You can install uralic
from GitHub with:
# install.packages("devtools")
devtools::install_github("langdoc/uralic")
library(tidyverse, warn.conflicts = FALSE)
#> ── Attaching packages ────────────────────
#> ✔ ggplot2 3.1.0 ✔ purrr 0.2.5
#> ✔ tibble 1.4.2 ✔ dplyr 0.7.8
#> ✔ tidyr 0.8.2 ✔ stringr 1.3.1
#> ✔ readr 1.3.1 ✔ forcats 0.3.0
#> ── Conflicts ──── tidyverse_conflicts() ──
#> ✖ dplyr::filter() masks stats::filter()

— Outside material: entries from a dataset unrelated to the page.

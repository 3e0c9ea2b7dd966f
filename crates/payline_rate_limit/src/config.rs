//! Client configuration.
//!
//! Sources, later overriding earlier:
//! 1. Bundled defaults (`payline.toml` shipped with the library)
//! 2. `~/.config/payline/payline.toml`
//! 3. `./payline.toml`
//! 4. `PAYLINE_*` environment variables, sections separated by `__`
//!    (e.g. `PAYLINE_API__SECRET_KEY`)

use crate::{RetryPolicy, TokenBucketLimiter};
use config::{Config, Environment, File, FileFormat};
use payline_error::{ConfigError, PaylineError, PaylineResult};
use serde::{Deserialize, Serialize};
use std::time::Duration;
use tracing::{debug, instrument};

/// Bundled default configuration.
const DEFAULT_CONFIG: &str = include_str!("../../../payline.toml");

/// Connection settings for the payments API.
#[derive(Clone, PartialEq, Eq, Deserialize, Serialize)]
pub struct ApiConfig {
    /// API root, without trailing slash
    #[serde(default = "default_base_url")]
    pub base_url: String,
    /// Secret API key, sent as the Basic auth username
    #[serde(default, skip_serializing_if = "Option::is_none")]
    pub secret_key: Option<String>,
    /// Value for the `api-version` header
    #[serde(default, skip_serializing_if = "Option::is_none")]
    pub api_version: Option<String>,
    /// Sub-account to act for, sent as `for-user-id`
    #[serde(default, skip_serializing_if = "Option::is_none")]
    pub for_user_id: Option<String>,
    /// Per-request timeout
    #[serde(default = "default_timeout_secs")]
    pub timeout_secs: u64,
}

impl ApiConfig {
    /// Per-request timeout as a duration.
    pub fn timeout(&self) -> Duration {
        Duration::from_secs(self.timeout_secs)
    }

    /// The secret key, or an error naming the missing setting.
    ///
    /// # Errors
    ///
    /// Returns a configuration error when no key is configured.
    #[track_caller]
    pub fn require_secret_key(&self) -> PaylineResult<&str> {
        self.secret_key
            .as_deref()
            .filter(|key| !key.trim().is_empty())
            .ok_or_else(|| {
                ConfigError::for_key(
                    "api.secret_key",
                    "no secret key configured (set PAYLINE_API__SECRET_KEY)",
                )
                .into()
            })
    }
}

// Keeps the secret key out of logs and `#[instrument]` fields.
impl std::fmt::Debug for ApiConfig {
    fn fmt(&self, f: &mut std::fmt::Formatter<'_>) -> std::fmt::Result {
        f.debug_struct("ApiConfig")
            .field("base_url", &self.base_url)
            .field("secret_key", &self.secret_key.as_ref().map(|_| "<redacted>"))
            .field("api_version", &self.api_version)
            .field("for_user_id", &self.for_user_id)
            .field("timeout_secs", &self.timeout_secs)
            .finish()
    }
}

impl Default for ApiConfig {
    fn default() -> Self {
        Self {
            base_url: default_base_url(),
            secret_key: None,
            api_version: None,
            for_user_id: None,
            timeout_secs: default_timeout_secs(),
        }
    }
}

/// Token bucket settings.
///
/// ```toml
/// [rate_limit]
/// max_requests = 100
/// window_ms = 60000
/// request_delay_ms = 0
/// ```
#[derive(Debug, Clone, Copy, PartialEq, Eq, Deserialize, Serialize)]
pub struct RateLimitConfig {
    /// Bucket capacity: requests allowed per window
    #[serde(default = "default_max_requests")]
    pub max_requests: u32,
    /// Time for an empty bucket to refill
    #[serde(default = "default_window_ms")]
    pub window_ms: u64,
    /// Pause after every admitted request
    #[serde(default)]
    pub request_delay_ms: u64,
}

impl RateLimitConfig {
    /// Refill window as a duration.
    pub fn window(&self) -> Duration {
        Duration::from_millis(self.window_ms)
    }

    /// Post-admission delay as a duration.
    pub fn request_delay(&self) -> Duration {
        Duration::from_millis(self.request_delay_ms)
    }

    /// Build a full token bucket for these settings.
    ///
    /// # Errors
    ///
    /// Returns a configuration error for a zero capacity or window.
    pub fn build_limiter(&self) -> PaylineResult<TokenBucketLimiter> {
        TokenBucketLimiter::new(self.max_requests, self.window())
    }
}

impl Default for RateLimitConfig {
    fn default() -> Self {
        Self {
            max_requests: default_max_requests(),
            window_ms: default_window_ms(),
            request_delay_ms: 0,
        }
    }
}

/// Retry and backoff settings.
#[derive(Debug, Clone, PartialEq, Eq, Deserialize, Serialize)]
pub struct RetryConfig {
    /// Resubmissions allowed after the first attempt
    #[serde(default = "default_max_retries")]
    pub max_retries: u32,
    /// First backoff delay, also the 429 fallback
    #[serde(default = "default_base_delay_ms")]
    pub base_delay_ms: u64,
    /// Backoff ceiling
    #[serde(default = "default_max_delay_ms")]
    pub max_delay_ms: u64,
    /// Statuses treated as transient; empty means the defaults
    #[serde(default)]
    pub retryable_status_codes: Vec<u16>,
    /// Resubmit retryable failures automatically from resource clients
    #[serde(default)]
    pub auto_retry: bool,
}

impl RetryConfig {
    /// Build the immutable retry policy.
    pub fn policy(&self) -> RetryPolicy {
        RetryPolicy::from_config(self)
    }
}

impl Default for RetryConfig {
    fn default() -> Self {
        Self {
            max_retries: default_max_retries(),
            base_delay_ms: default_base_delay_ms(),
            max_delay_ms: default_max_delay_ms(),
            retryable_status_codes: Vec::new(),
            auto_retry: false,
        }
    }
}

fn default_base_url() -> String {
    "https://api.payline.dev".to_string()
}

fn default_timeout_secs() -> u64 {
    30
}

fn default_max_requests() -> u32 {
    100
}

fn default_window_ms() -> u64 {
    60_000
}

fn default_max_retries() -> u32 {
    3
}

fn default_base_delay_ms() -> u64 {
    1000
}

fn default_max_delay_ms() -> u64 {
    30_000
}

/// Top-level Payline configuration.
///
/// # Example
///
/// ```no_run
/// use payline_rate_limit::PaylineConfig;
///
/// # fn main() -> Result<(), Box<dyn std::error::Error>> {
/// let config = PaylineConfig::load()?;
/// println!("Bucket capacity: {}", config.rate_limit.max_requests);
/// # Ok(())
/// # }
/// ```
#[derive(Debug, Clone, PartialEq, Eq, Deserialize, Serialize, Default)]
pub struct PaylineConfig {
    /// API connection settings
    #[serde(default)]
    pub api: ApiConfig,
    /// Token bucket settings
    #[serde(default)]
    pub rate_limit: RateLimitConfig,
    /// Retry settings
    #[serde(default)]
    pub retry: RetryConfig,
}

impl PaylineConfig {
    /// Load configuration from a specific file path.
    ///
    /// Settings missing from the file take their defaults.
    ///
    /// # Errors
    ///
    /// Returns an error if the file cannot be read or parsed.
    #[instrument(skip(path), fields(path = %path.as_ref().display()))]
    pub fn from_file(path: impl AsRef<std::path::Path>) -> PaylineResult<Self> {
        debug!("Loading configuration from file");

        Config::builder()
            .add_source(File::from(path.as_ref()))
            .build()
            .map_err(|e| {
                PaylineError::from(ConfigError::new(format!(
                    "Failed to read configuration from {}: {}",
                    path.as_ref().display(),
                    e
                )))
            })?
            .try_deserialize()
            .map_err(|e| {
                PaylineError::from(ConfigError::new(format!(
                    "Failed to parse configuration: {}",
                    e
                )))
            })
    }

    /// Parse configuration from TOML text.
    ///
    /// # Errors
    ///
    /// Returns an error if the text is not valid configuration.
    pub fn from_toml_str(toml: &str) -> PaylineResult<Self> {
        Config::builder()
            .add_source(File::from_str(toml, FileFormat::Toml))
            .build()
            .and_then(|config| config.try_deserialize::<Self>())
            .map_err(|e| {
                PaylineError::from(ConfigError::new(format!(
                    "Failed to parse configuration: {}",
                    e
                )))
            })
    }

    /// Load configuration with precedence:
    /// environment > current dir > home dir > bundled defaults.
    ///
    /// User config files are optional and skipped when absent.
    ///
    /// # Errors
    ///
    /// Returns an error if a present source cannot be parsed.
    #[instrument]
    pub fn load() -> PaylineResult<Self> {
        debug!("Loading configuration with precedence: env > current dir > home dir > bundled defaults");

        let mut builder =
            Config::builder().add_source(File::from_str(DEFAULT_CONFIG, FileFormat::Toml));

        if let Some(config_dir) = dirs::home_dir() {
            let home_config = config_dir.join(".config/payline/payline.toml");
            builder = builder.add_source(File::from(home_config).required(false));
        }

        builder = builder
            .add_source(File::with_name("payline").required(false))
            .add_source(
                Environment::with_prefix("PAYLINE")
                    .prefix_separator("_")
                    .separator("__")
                    .list_separator(",")
                    .with_list_parse_key("retry.retryable_status_codes")
                    .try_parsing(true),
            );

        builder
            .build()
            .map_err(|e| {
                PaylineError::from(ConfigError::new(format!(
                    "Failed to build configuration: {}",
                    e
                )))
            })?
            .try_deserialize()
            .map_err(|e| {
                PaylineError::from(ConfigError::new(format!(
                    "Failed to parse configuration: {}",
                    e
                )))
            })
    }

    /// The bundled default configuration text.
    pub fn bundled_defaults() -> &'static str {
        DEFAULT_CONFIG
    }
}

#> ✖ dplyr::lag() masks stats::lag()
library(uralic)
uralic::kpv %>%
as_tibble() %>%
filter(str_detect(sentence, "станция")) %>%
select(sentence) %>%
knitr::kable()
sentence |
---|
Тайӧ сотчисны кутшӧмкӧ матыса станцияяс, кодъяс ӧзйӧмаӧсь белӧйяс снарядъясысь. |
Коймӧд случай вӧлі Воропоново станцияын, неылын сійӧ жӧ Царицынсянь. |
Дас кӧкъямысӧд числӧын штабнӧй вагон сійӧс вайис Воропоново станцияӧ. |
Неыджыд станцияын сы вӧсна вӧлі полнӧй неразбериха. |
Но век жӧ станцияыс эз вӧв дзик фронт вылас. |
И сэн, на сайын, пу увъяс костӧд сійӧ аддзис: сё, кыксё, витсё, он гӧгӧрво мындаӧн белӧйяс мыйвынсьыныс локтӧны станциялань. |
Белӧйяс — найӧ вӧлі тыдалӧны кипыдӧс вылын моз — скачитісны овраг дорӧдз, коді воӧ вӧлі степь кузя веськыда станция дорӧ, и ряд бӧрся ряд вошисны сэтчӧ. |
Туйыс на водзын беззащитнӧй станцияӧ вӧлі восьса. |
Но кӧн жӧ вӧлі станциялӧн охрана? |
Please notice that providing proper references to the sources used is clearly demanded by good scientific practice, even when using Public Domain data. The difference between Public Domain data and virtually any other data source is that the citation is not demanded from a legal perspective, but can and should be justified and rationalized by what is reasonable.
Niko Partanen, Michael Rießler, Joshua Wilbur (2019). Public Domain Corpus Data for Uralic Languages. R data package. Version 0.1.3. https://github.com/langdoc/uralic/.
Explanations how to cite single example sentences or larger subsets of the data are coming soon. Ideally there would be an R function that would spill out citations by id. Individual books will likely have several sources that would be important to cite, among these the original collection of the National Library of Finland. Individual book citations will look something like this.
Успенский, Л 1939 Ныл боевой случай. Москва: Молодежын Всесоюзный Ленинский Коммунистический Союзшын Центральный Комитетше: Йоча Литератур издательство. URN: http://urn.fi/URN:NBN:fi-fe2014091844781
Of course, as this is Public Domain data, the exact data citation can be rationalized on a case by case basis.
Please note that this project is released with a Contributor Code of Conduct. By participating in this project you agree to abide by its terms.